Activity: Using the records below, repeat exactly the lines from the one holding "insert_user(state, input, Role::Student, false).await" through the one holding "if let Some(email)", both ends included, and no others.

====

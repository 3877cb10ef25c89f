use std::sync::Arc;

use learnhub_db::DbPool;

use crate::cache::ReportCache;
use crate::config::EngineConfig;

/// Shared engine state passed to every operation.
///
/// Cheap to clone: the pool is reference-counted and the rest sits behind `Arc`.
#[derive(Clone)]
pub struct EngineState {
    pub pool: DbPool,
    pub config: Arc<EngineConfig>,
    /// Report memoisation shared by every analytics call.
    pub cache: Arc<ReportCache>,
}

impl EngineState {
    pub fn new(pool: DbPool, config: EngineConfig) -> Self {
        let cache = ReportCache::new(config.course_report_ttl, config.student_report_ttl);
        Self {
            pool,
            config: Arc::new(config),
            cache: Arc::new(cache),
        }
    }

    /// Open the pool, apply pending migrations and build the state.
    pub async fn connect(config: EngineConfig) -> Result<Self, sqlx::Error> {
        let pool = learnhub_db::create_pool(&config.database_url, config.db_max_connections).await?;
        learnhub_db::run_migrations(&pool)
            .await
            .map_err(|e| sqlx::Error::Migrate(Box::new(e)))?;
        learnhub_db::health_check(&pool).await?;
        tracing::info!(
            max_connections = config.db_max_connections,
            "Engine connected to database"
        );
        Ok(Self::new(pool, config))
    }
}
//! Well-known role names and the [`Role`] enum.
//!
//! These must match the `CHECK` constraint on `users.role`.

use serde::{Deserialize, Serialize};

pub const ROLE_STUDENT: &str = "student";
pub const ROLE_INSTRUCTOR: &str = "instructor";
pub const ROLE_ADMIN: &str = "admin";

/// All valid role strings.
pub const VALID_ROLES: &[&str] = &[ROLE_STUDENT, ROLE_INSTRUCTOR, ROLE_ADMIN];

/// The single role a user holds.
#[derive(Debug, Clone, Copy, PartialEq, Eq, Hash, Serialize, Deserialize)]
#[serde(rename_all = "snake_case")]
pub enum Role {
    Student,
    Instructor,
    Admin,
}

impl Role {
    /// Convert from a database string value.
    pub fn from_str_value(s: &str) -> Result<Self, String> {
        match s {
            ROLE_STUDENT => Ok(Self::Student),
            ROLE_INSTRUCTOR => Ok(Self::Instructor),
            ROLE_ADMIN => Ok(Self::Admin),
            _ => Err(format!(
                "Invalid role '{s}'. Must be one of: {}",
                VALID_ROLES.join(", ")
            )),
        }
    }

    /// Convert to the database string value.
    pub fn as_str(&self) -> &'static str {
        match self {
            Self::Student => ROLE_STUDENT,
            Self::Instructor => ROLE_INSTRUCTOR,
            Self::Admin => ROLE_ADMIN,
        }
    }
}

#[cfg(test)]
mod tests {
    use super::*;

    #[test]
    fn role_strings_round_trip() {
        for s in VALID_ROLES {
            assert_eq!(Role::from_str_value(s).unwrap().as_str(), *s);
        }
    }

    #[test]
    fn unknown_role_rejected() {
        let err = Role::from_str_value("superuser").unwrap_err();
        assert!(err.contains("Invalid role"));
    }

    #[test]
    fn role_serializes_snake_case() {
        assert_eq!(
            serde_json::to_string(&Role::Instructor).unwrap(),
            "\"instructor\""
        );
    }
}
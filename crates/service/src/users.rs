//! Registration and account management.

use learnhub_core::access::{self, Principal};
use learnhub_core::error::CoreError;
use learnhub_core::roles::Role;
use learnhub_core::types::DbId;
use learnhub_db::models::user::{CreateUser, UpdateProfile, UserListParams, UserResponse};
use learnhub_db::repositories::UserRepo;
use serde::Deserialize;
use validator::{Validate, ValidateEmail, ValidationError};

use crate::auth::password::{hash_password, validate_password_strength};
use crate::error::ServiceResult;
use crate::state::EngineState;

/// Self-service registration input. Registered accounts are always students.
#[derive(Debug, Clone, Deserialize, Validate)]
pub struct RegisterUser {
    #[validate(
        length(min = 3, max = 150, message = "Username must be 3-150 characters"),
        custom(function = "validate_username")
    )]
    pub username: String,
    #[validate(email(message = "Invalid email address"))]
    pub email: String,
    pub password: String,
    pub first_name: Option<String>,
    pub last_name: Option<String>,
}

/// Letters, digits and `@ . + - _` only.
fn validate_username(username: &str) -> Result<(), ValidationError> {
    let ok = username
        .chars()
        .all(|c| c.is_alphanumeric() || matches!(c, '@' | '.' | '+' | '-' | '_'));
    if ok {
        Ok(())
    } else {
        Err(ValidationError::new("username_charset")
            .with_message("Username may contain only letters, digits and @/./+/-/_".into()))
    }
}

fn check_input<T: Validate>(input: &T) -> Result<(), CoreError> {
    input
        .validate()
        .map_err(|errors| CoreError::Validation(errors.to_string()))
}

async fn insert_user(
    state: &EngineState,
    input: &RegisterUser,
    role: Role,
    is_staff: bool,
) -> ServiceResult<UserResponse> {
    check_input(input)?;
    validate_password_strength(&input.password, state.config.password_min_length)
        .map_err(CoreError::Validation)?;

    if UserRepo::find_by_email(&state.pool, &input.email).await?.is_some() {
        return Err(CoreError::Validation("Email address is already registered".into()).into());
    }

    let password_hash = hash_password(&input.password).map_err(|e| {
        tracing::error!(error = %e, "Password hashing failed");
        CoreError::Internal("Password hashing failed".into())
    })?;

    let user = UserRepo::create(
        &state.pool,
        &CreateUser {
            username: input.username.clone(),
            email: input.email.clone(),
            password_hash,
            first_name: input.first_name.clone(),
            last_name: input.last_name.clone(),
            role: role.as_str().to_string(),
            is_staff,
        },
    )
    .await?;

    tracing::info!(user_id = user.id, role = %user.role, "User registered");
    Ok(user.into())
}

/// Create a student account.
pub async fn register(state: &EngineState, input: &RegisterUser) -> ServiceResult<UserResponse> {
    insert_user(state, input, Role::Student, false).await
}

/// Create an account with an explicit role. Admin only.
pub async fn create_user(
    state: &EngineState,
    requester: &Principal,
    input: &RegisterUser,
    role: Role,
    is_staff: bool,
) -> ServiceResult<UserResponse> {
    access::require_admin(requester)?;
    insert_user(state, input, role, is_staff).await
}

pub async fn list_users(
    state: &EngineState,
    requester: &Principal,
    params: &UserListParams,
) -> ServiceResult<Vec<UserResponse>> {
    access::require_admin(requester)?;
    let users = UserRepo::list(&state.pool, params).await?;
    tracing::debug!(count = users.len(), "Listed users");
    Ok(users.into_iter().map(UserResponse::from).collect())
}

/// Users may read themselves; instructors and admins may read anyone.
pub async fn get_user(
    state: &EngineState,
    requester: &Principal,
    user_id: DbId,
) -> ServiceResult<UserResponse> {
    if requester.user_id != user_id && !requester.is_instructor_or_admin() {
        return Err(CoreError::Forbidden("Cannot view another user's account".into()).into());
    }
    let user = UserRepo::find_by_id(&state.pool, user_id)
        .await?
        .ok_or(CoreError::NotFound {
            entity: "User",
            id: user_id,
        })?;
    Ok(user.into())
}

/// Users edit their own profile; admins may edit anyone's.
pub async fn update_profile(
    state: &EngineState,
    requester: &Principal,
    user_id: DbId,
    input: &UpdateProfile,
) -> ServiceResult<UserResponse> {
    if requester.user_id != user_id && !requester.is_admin() {
        return Err(CoreError::Forbidden("Cannot edit another user's profile".into()).into());
    }
    if let Some(email) = &input.email {
        if !email.validate_email() {
            return Err(CoreError::Validation("Invalid email address".into()).into());
        }
        if let Some(existing) = UserRepo::find_by_email(&state.pool, email).await? {
            if existing.id != user_id {
                return Err(
                    CoreError::Validation("Email address is already registered".into()).into(),
                );
            }
        }
    }

    let user = UserRepo::update_profile(&state.pool, user_id, input)
        .await?
        .ok_or(CoreError::NotFound {
            entity: "User",
            id: user_id,
        })?;
    tracing::info!(user_id, "Profile updated");
    Ok(user.into())
}

/// Activate or deactivate an account. Admin only; admins cannot lock themselves out.
pub async fn set_user_active(
    state: &EngineState,
    requester: &Principal,
    user_id: DbId,
    is_active: bool,
) -> ServiceResult<()> {
    access::require_admin(requester)?;
    if requester.user_id == user_id && !is_active {
        return Err(CoreError::Validation("Cannot deactivate your own account".into()).into());
    }
    if !UserRepo::set_active(&state.pool, user_id, is_active).await? {
        return Err(CoreError::NotFound {
            entity: "User",
            id: user_id,
        }
        .into());
    }
    tracing::info!(user_id, is_active, "Account state changed");
    Ok(())
}

#[cfg(test)]
mod tests {
    use super::*;

    fn input(username: &str, email: &str) -> RegisterUser {
        RegisterUser {
            username: username.into(),
            email: email.into(),
            password: "long-enough-password".into(),
            first_name: None,
            last_name: None,
        }
    }

    #[test]
    fn well_formed_registration_passes() {
        assert!(check_input(&input("ada.l", "ada@example.com")).is_ok());
    }

    #[test]
    fn short_username_is_rejected() {
        let err = check_input(&input("ab", "ab@example.com")).unwrap_err();
        assert_eq!(err.code(), "validation_error");
    }

    #[test]
    fn username_charset_is_enforced() {
        assert!(check_input(&input("has space", "x@example.com")).is_err());
        assert!(check_input(&input("semi;colon", "x@example.com")).is_err());
        assert!(check_input(&input("ok+tag_1", "x@example.com")).is_ok());
    }

    #[test]
    fn bad_email_is_rejected() {
        assert!(check_input(&input("grace", "not-an-email")).is_err());
    }
}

====

Finished task:
    insert_user(state, input, Role::Student, false).await
}

/// Create an account with an explicit role. Admin only.
pub async fn create_user(
    state: &EngineState,
    requester: &Principal,
    input: &RegisterUser,
    role: Role,
    is_staff: bool,
) -> ServiceResult<UserResponse> {
    access::require_admin(requester)?;
    insert_user(state, input, role, is_staff).await
}

pub async fn list_users(
    state: &EngineState,
    requester: &Principal,
    params: &UserListParams,
) -> ServiceResult<Vec<UserResponse>> {
    access::require_admin(requester)?;
    let users = UserRepo::list(&state.pool, params).await?;
    tracing::debug!(count = users.len(), "Listed users");
    Ok(users.into_iter().map(UserResponse::from).collect())
}

/// Users may read themselves; instructors and admins may read anyone.
pub async fn get_user(
    state: &EngineState,
    requester: &Principal,
    user_id: DbId,
) -> ServiceResult<UserResponse> {
    if requester.user_id != user_id && !requester.is_instructor_or_admin() {
        return Err(CoreError::Forbidden("Cannot view another user's account".into()).into());
    }
    let user = UserRepo::find_by_id(&state.pool, user_id)
        .await?
        .ok_or(CoreError::NotFound {
            entity: "User",
            id: user_id,
        })?;
    Ok(user.into())
}

/// Users edit their own profile; admins may edit anyone's.
pub async fn update_profile(
    state: &EngineState,
    requester: &Principal,
    user_id: DbId,
    input: &UpdateProfile,
) -> ServiceResult<UserResponse> {
    if requester.user_id != user_id && !requester.is_admin() {
        return Err(CoreError::Forbidden("Cannot edit another user's profile".into()).into());
    }
    if let Some(email) = &input.email {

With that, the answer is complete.